Exhibit 4.21

                          CERTIFICATE OF INCORPORATION

                                       OF

                          WELLMAN DELAWARE HOLDING INC.

     FIRST: The name of the Corporation is Wellman Delaware Holding Inc.

     SECOND: The registered office of the Corporation in the State of Delaware
is located at Corporation Trust Center, 1209 Orange Street, in the City of
Wilmington, County of New Castle. The name and address of its registered agent
is The Corporation Trust Company, Corporation Trust Center, 1209 Orange Street,
Wilmington, Delaware 19801.

     THIRD: The purpose of the Corporation is to engage in any lawful act or
activity for which corporations may be organized under the General Corporation
Laws of the State of Delaware.

     FOURTH: The total number of shares of stock which the Corporation shall
have authority to issue is Three Thousand (3,000) shares of Common Stock of the
par value of one cent ($.01) per share.

     FIFTH: The affirmative vote or consent of the holders of greater than Fifty
Percent (50%) of the outstanding Common Stock of the Corporation shall be
necessary to approve any action to be taken by the stockholders of the
Corporation.

     SIXTH: The names and addresses of those persons who shall serve as
Directors of the Corporation until the first annual meeting of the stockholders
of the Corporation or until their successors are elected and qualified are as
follows:

NAMES                                   MAILING ADDRESSES
Thomas M. Duff                          Shrewsbury Executive Center
                                        1040 Broad Street, Suite 302
                                        Shrewsbury, NJ 07702



NAMES                                   MAILING ADDRESSES
Clifford J. Christenson                 Shrewsbury Executive Center
                                        1040 Broad Street, Suite 302
                                        Shrewsbury, NJ 07702

     SEVENTH: The name and mailing address of the Incorporator is as follows:

NAME                                    MAILING ADDRESSES
Christine M. Marx                       2700 Hospital Trust Tower
                                        Providence, RI 02903

     EIGHTH: The Corporation is to have perpetual existence.

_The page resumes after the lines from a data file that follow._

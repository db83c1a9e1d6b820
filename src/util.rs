use crate::node::{node, Arena, NodeId};
use crate::order::PieceOrder;

/// Searches a sorted child list for the child labelled `piece`.
///
/// Returns `Ok(position)` of the matching child, or `Err(position)` where a
/// child with that piece would have to be inserted to keep the list sorted.
pub(crate) fn search_children<P, V, O>(
    arena: &Arena<P, V>,
    children: &[NodeId],
    piece: &P,
    order: &O,
) -> Result<usize, usize>
where
    O: PieceOrder<P>,
{
    children.binary_search_by(|&child| match &node(arena, child).piece {
        Some(child_piece) => order.compare(child_piece, piece),
        // only the root lacks a piece and it is never anyone's child
        None => unreachable!("root node listed as a child"),
    })
}

/// Returns whether `children` is strictly ascending under `order`.
pub(crate) fn is_sorted_unique<P, V, O>(arena: &Arena<P, V>, children: &[NodeId], order: &O) -> bool
where
    O: PieceOrder<P>,
{
    children.windows(2).all(|pair| {
        match (&node(arena, pair[0]).piece, &node(arena, pair[1]).piece) {
            (Some(a), Some(b)) => order.compare(a, b).is_lt(),
            _ => false,
        }
    })
}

     NINTH: Elections of Directors need not be by written ballot unless the
by-laws of the Corporation so provide.

     TENTH: In furtherance and not in limitation of the powers conferred by the
laws of the State of Delaware, the Board of Directors of the Corporation is
authorized and empowered to adopt, alter, amend and repeal the by-laws of the
Corporation in any manner not inconsistent with the laws of the State of
Delaware.

     ELEVENTH: The Corporation shall indemnify its officers, directors,
employees and agents to the fullest extent permitted by law. No director of the
Corporation shall be liable to the Corporation or its stockholders for monetary
damages for breach of fiduciary duty as a director, except for liability (i) for
any breach of the director's duty of loyalty to the Corporation or its
stockholders, (ii) for acts or omissions not in good faith or which involve
intentional misconduct or a knowing violation of law, (iii) under Section 174 of
the Delaware General Corporation Law, or (iv) for any transactions from which
the director derived an improper personal benefit. This Article shall not
eliminate or limit the liability of a Director for any act or omission occurring
prior to the time this Article became effective.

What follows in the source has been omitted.